Chapter 7: How Cells Release Stored Energy - Study Guide
Required Reading: Introduction, 7.1, 7.2, 7.3, 7.4, 7.5
Learning Objectives for Chapter 7:
Hints for this chapter: Focus on the diagrams more than on the text. Do not worry about molecules not named in the study guide below (example, don't worry about NADPH or oxaloacetate, etc.). Don't worry about the Krebs cycle. Also, keep in mind that the mitochondria works very similarly to the chloroplast’s thylakoid in terms of how is forms ATP bonds.
I. Introduction
Key Concepts: Organisms with active lifestyles have an increased need for energy-releasing components of the cell. For eukaryotes (including plants and animals), the major power-producer in the cell are the mitochondria (singlur=mitochondrion), which are ubiquitous, but are found in particularly high numbers in muscle and other high-energy-use tissues, including the tissues of organisms with high metabolisms. This chapter focuses on the energy-releasing reactions and components of the cell.
II. Section 7.1
Definitions: Aerobic respiration, Anaerobic respiration, Glycolysis,
Key Concepts: In the process of photosynthesis, carbon dioxide and light energy are used to make glucose. In the process of aerobic cellular respiration, glucose is broken back down in the presence of oxygen, forming carbon dioxide and energy (in the form of ATP bonds). Not all organisms can carry our aerobic cellular respiration - some organisms break down sugar in the absence of oxygen (called anaerobic cellular respiration), although this process is not as effective in producing ATP energy as aerobic cellular respiration. Prokaryotic organisms (which don't have mitochondria) are usually dependent on anaerobic respiration, which produces a net 2 ATP per glucose molecule. (As an aside, some bacteria use a form of aerobic respiration that doesn’t use the mitochondria, although we won't concern ourselves with this). Eukaryotes - due to their large size and correspondingly high-energy requirements – typically carry out aerobic cellular respiration, as this process produces 36 ATP molecules per glucose molecule. No matter which type of respiration is used by a cell, the end product is ATP, the short-term, high-energy storage molecule used to fuel countless cellular activities.
III. Section 7.2
Definitions: Glycolysis, Glucose (6-carbon molecule), Pyruvate (3-carbon molecule)

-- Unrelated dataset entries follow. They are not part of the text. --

/// Outcome of one sync pass.
#[derive(Debug, Clone, Default, PartialEq, Eq)]
pub struct SyncReport {
    pub success: bool,
    pub uploaded: usize,
    pub downloaded: usize,
    pub error: Option<String>,
}

#[derive(Debug, Clone, PartialEq, Eq)]
pub struct SyncStats {
    pub local_event_count: usize,
    pub last_sync_time: Option<DateTime<Utc>>,
    /// No dirty events and the last sync succeeded.
    pub is_up_to_date: bool,
}

#[derive(Debug, Clone, Copy, PartialEq, Eq)]
enum Pass {
    /// Dirty records only, remote changes since the stored cursor.
    Incremental,
    /// Every local record against the whole remote set.
    Full,
}

struct PassCounts {
    uploaded: usize,
    downloaded: usize,
    cursor: Option<DateTime<Utc>>,
}

/// Marks the engine busy until dropped.
struct InFlight<'a> {
    status: &'a Mutex<SyncStatus>,
    finished: bool,
}

impl InFlight<'_> {
    fn finish(mut self, success: bool) {
        let mut status = self.status.lock();
        *status = status.on_finished(success);
        self.finished = true;
    }
}

impl Drop for InFlight<'_> {
    fn drop(&mut self) {
        if !self.finished {
            *self.status.lock() = SyncStatus::Failed;
        }
    }
}

pub struct CloudSyncEngine {
    store: Arc<EventStore>,
    backend: Arc<dyn CloudBackend>,
    entitlements: Arc<dyn Entitlements>,
    state: SyncStateStore,
    status: Mutex<SyncStatus>,
    auto_sync_after: Duration,
}
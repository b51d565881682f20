//! Member cloud sync for HiCal.
//!
//! [`CloudSyncEngine`] reconciles the local [`hical_events::EventStore`] with a
//! [`CloudBackend`]: last modification wins, deletions travel as tombstones,
//! and only one sync runs at a time.

pub mod backend;
pub mod engine;
pub mod http;
pub mod memory;
pub mod state;

pub use backend::{
    BackupReceipt, BackupSnapshot, CloudBackend, PullResponse, RemoteChange, UploadAck,
};
pub use engine::{CloudSyncEngine, SyncReport, SyncStats};
pub use http::HttpCloudBackend;
pub use memory::MemoryCloudBackend;
pub use state::{SyncStateStore, SyncStatus};
#![allow(clippy::unwrap_used)]

use std::collections::BTreeSet;
use std::sync::Arc;
use std::time::Duration;

use chrono::{Duration as ChronoDuration, Utc};
use hical_app::{AppServices, PlatformPorts};
use hical_calendar::{MemoryNativeCalendar, NativeItem, DEFAULT_CALENDAR_ID};
use hical_core::{Config, PremiumFlag};
use hical_events::{Event, RecurrenceRequest, RecurrenceType, ReminderKind};
use hical_notify::{notification_id, Authorization, MemoryNotificationCenter, NotificationCenter};
use hical_sync::MemoryCloudBackend;

struct Ports {
    notifications: Arc<MemoryNotificationCenter>,
    calendar: Arc<MemoryNativeCalendar>,
    cloud: Arc<MemoryCloudBackend>,
}

fn ports(premium: bool) -> (Ports, PlatformPorts) {
    let notifications = Arc::new(MemoryNotificationCenter::new(Authorization::Authorized));
    let calendar = Arc::new(MemoryNativeCalendar::default());
    let cloud = Arc::new(MemoryCloudBackend::new());
    let platform = PlatformPorts {
        notifications: notifications.clone(),
        calendar: calendar.clone(),
        cloud: cloud.clone(),
        entitlements: Arc::new(PremiumFlag::new(premium)),
    };
    (
        Ports {
            notifications,
            calendar,
            cloud,
        },
        platform,
    )
}

#[tokio::test]
async fn saved_event_flows_to_notifications_cloud_and_calendar() {
    let (ports, platform) = ports(true);
    let services = AppServices::build_in_memory(Config::default(), platform).unwrap();

    let start = Utc::now() + ChronoDuration::days(3);
    let event = services
        .store()
        .add(Event::new("Parent evening").with_time(start, None))
        .unwrap();

    let pending = ports.notifications.pending_ids();
    assert_eq!(pending, vec![notification_id(&event.id, ReminderKind::DayBefore)]);

    let report = services.sync_now().await.unwrap();
    assert!(report.success);
    assert_eq!(ports.cloud.live_events().len(), 1);

    let bridge_report = services.bridge().enable_sync().await.unwrap();
    assert_eq!(bridge_report.exported, 1);
    assert_eq!(ports.calendar.all_items().len(), 1);

    services.store().delete(&event.id).unwrap();
    assert!(ports.notifications.pending_ids().is_empty());
}

#[tokio::test]
async fn recurring_creation_stores_one_group() {
    let (_ports, platform) = ports(false);
    let services = AppServices::build_in_memory(Config::default(), platform).unwrap();

    let request = RecurrenceRequest {
        title: "Standup".to_string(),
        base_date: Utc::now().date_naive() + ChronoDuration::days(1),
        start_at: None,
        end_at: None,
        details: None,
        reminders: BTreeSet::from([ReminderKind::DayBefore]),
        recurrence_type: RecurrenceType::Daily,
        count: Some(5),
        end_date: None,
    };
    let created = services.create_events(&request).unwrap();
    assert_eq!(created.len(), 5);

    let group = created[0].recurrence_group_id.clone().unwrap();
    assert_eq!(services.store().events_in_group(&group).len(), 5);
}

#[tokio::test]
async fn creation_session_saves_once() {
    let (_ports, platform) = ports(false);
    let services = AppServices::build_in_memory(Config::default(), platform).unwrap();

    let session = services.new_event_session(Event::new("Dentist"));
    let first = session.save().await.unwrap();
    let second = session.save().await.unwrap();
    assert_eq!(first, second);
    assert_eq!(services.store().count(), 1);
}

#[tokio::test]
async fn gated_features_without_premium() {
    let (_ports, platform) = ports(false);
    let services = AppServices::build_in_memory(Config::default(), platform).unwrap();

    assert!(services.sync_now().await.unwrap_err().is_gate());
    assert!(services.bridge().perform_sync().await.unwrap_err().is_gate());
    assert!(!services.cloud().should_auto_sync());
}

#[tokio::test]
async fn events_survive_rebuild_on_disk() {
    let dir = tempfile::tempdir().unwrap();
    let mut config = Config::default();
    config.storage.data_dir = dir.path().join("data");

    {
        let (_ports, platform) = ports(false);
        let services = AppServices::build(config.clone(), platform).unwrap();
        services.store().add(Event::new("Passport renewal")).unwrap();
        services.shutdown().await;
    }

    let (_ports, platform) = ports(false);
    let services = AppServices::build(config, platform).unwrap();
    assert_eq!(services.store().count(), 1);
    assert_eq!(services.store().dirty_count().unwrap(), 1);
}

#[tokio::test]
async fn background_tasks_stop_on_shutdown() {
    let (ports, platform) = ports(true);
    let services = AppServices::build_in_memory(Config::default(), platform).unwrap();
    services.store().add(Event::new("Call grandma")).unwrap();

    services.spawn_background_tasks();
    // The first auto-sync check fires immediately when nothing was synced yet.
    for _ in 0..50 {
        if !ports.cloud.live_events().is_empty() {
            break;
        }
        tokio::time::sleep(Duration::from_millis(20)).await;
    }
    assert_eq!(ports.cloud.live_events().len(), 1);

    services.on_background();
    tokio::time::timeout(Duration::from_secs(5), services.shutdown())
        .await
        .unwrap();
}

async fn wait_until(mut done: impl FnMut() -> bool) -> bool {
    for _ in 0..100 {
        if done() {
            return true;
        }
        tokio::time::sleep(Duration::from_millis(20)).await;
    }
    done()
}

#[tokio::test]
async fn calendar_follows_saves_and_native_changes() {
    let (ports, platform) = ports(true);
    let services = AppServices::build_in_memory(Config::default(), platform).unwrap();
    services.bridge().enable_sync().await.unwrap();
    services.spawn_background_tasks();

    services
        .store()
        .add(Event::new("School play").with_time(Utc::now() + ChronoDuration::days(2), None))
        .unwrap();
    assert!(wait_until(|| ports.calendar.all_items().len() == 1).await);

    let start = Utc::now() + ChronoDuration::days(4);
    ports.calendar.insert(NativeItem {
        id: None,
        calendar_id: DEFAULT_CALENDAR_ID.to_string(),
        title: "Swim meet".to_string(),
        start,
        end: start + ChronoDuration::hours(2),
        all_day: false,
        notes: None,
        alarm_offsets: Vec::new(),
        last_modified: Utc::now(),
    });
    assert!(wait_until(|| services.store().search("Swim meet").len() == 1).await);
    assert_eq!(ports.calendar.all_items().len(), 2);

    tokio::time::timeout(Duration::from_secs(5), services.shutdown())
        .await
        .unwrap();
}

Key concepts: Glycolysis is the first step in glucose break-down, and is used in both anaerobic and aerobic cellular respiration. This step occurs in the cytoplasm of a cell, and causes the breakdown of glucose (a 6-carbon molecule) into two 3-carbon molecules (2 pyruvates). Although 2 ATP molecules must be used to carry out glycolysis, 4 ATP molecules are made, resulting in a net 2 ATP gain for the cell. The ATP bonds that are made via glycolysis are formed using the energy in the glucose bonds that were broken.
IV. Section 7.3
Definitions: Mitochondria, Outer mitochondrial membrane, Inner mitochondrial membrane, Outer compartment of the mitochondria, ATP synthase
Key concepts: The two 3-carbon molecules (pyruvate) made in the cytoplasm during glycolysis next move into the mitochondria for breakdown via aerobic cellular respiration. The bond energy in these 3-carbon molecules acts as the energy source to "zap" electrons in the inner mitochondrial membrane into a high-energy state. As the electrons "roll down the hill" or "fall down the waterfall" to a lower energy state, they pull H+ ions into the outer compartment of the mitochondria, where they collect. The H+ ions repel one another, and also want to leave the compartment via diffusion from the high-concentration outer compartment to the low-concentration inner compartment. They are able to "escape" into the inner compartment by passing through ATP synthase. As they escape, the electrons give their energy to ATP synthase, which then uses the energy to create ATP bonds.
V. Section 7.4
Key concepts: For each glucose molecule that enters the aerobic cellular respiration pathway, a total of 36 ATP are formed. For anaerobic respiration, only 2 ATP are formed. Aerobic cellular respiration is therefore much more efficient, although it requires additional organelles in the cell (mitochondria).
VI. Section 7.5
Definitions: Fermentation
Key concepts: Fermentation is a type of anaerobic respiration that uses glycolysis as its first step, and is used by many organisms. Many single-celled organisms rely completely on fermentation, although multi-celled animals can use fermentation for brief periods of time if oxygen-deprived (which is the reason our muscles get sore after intense exercise). In general, during fermentation pyruvate gets converted into other end products, like lactate and ethanol (alcohol). This additional conversion of pyruvate is used to release a little extra chemical energy to the cell in addition to the ATP made during glycolysis.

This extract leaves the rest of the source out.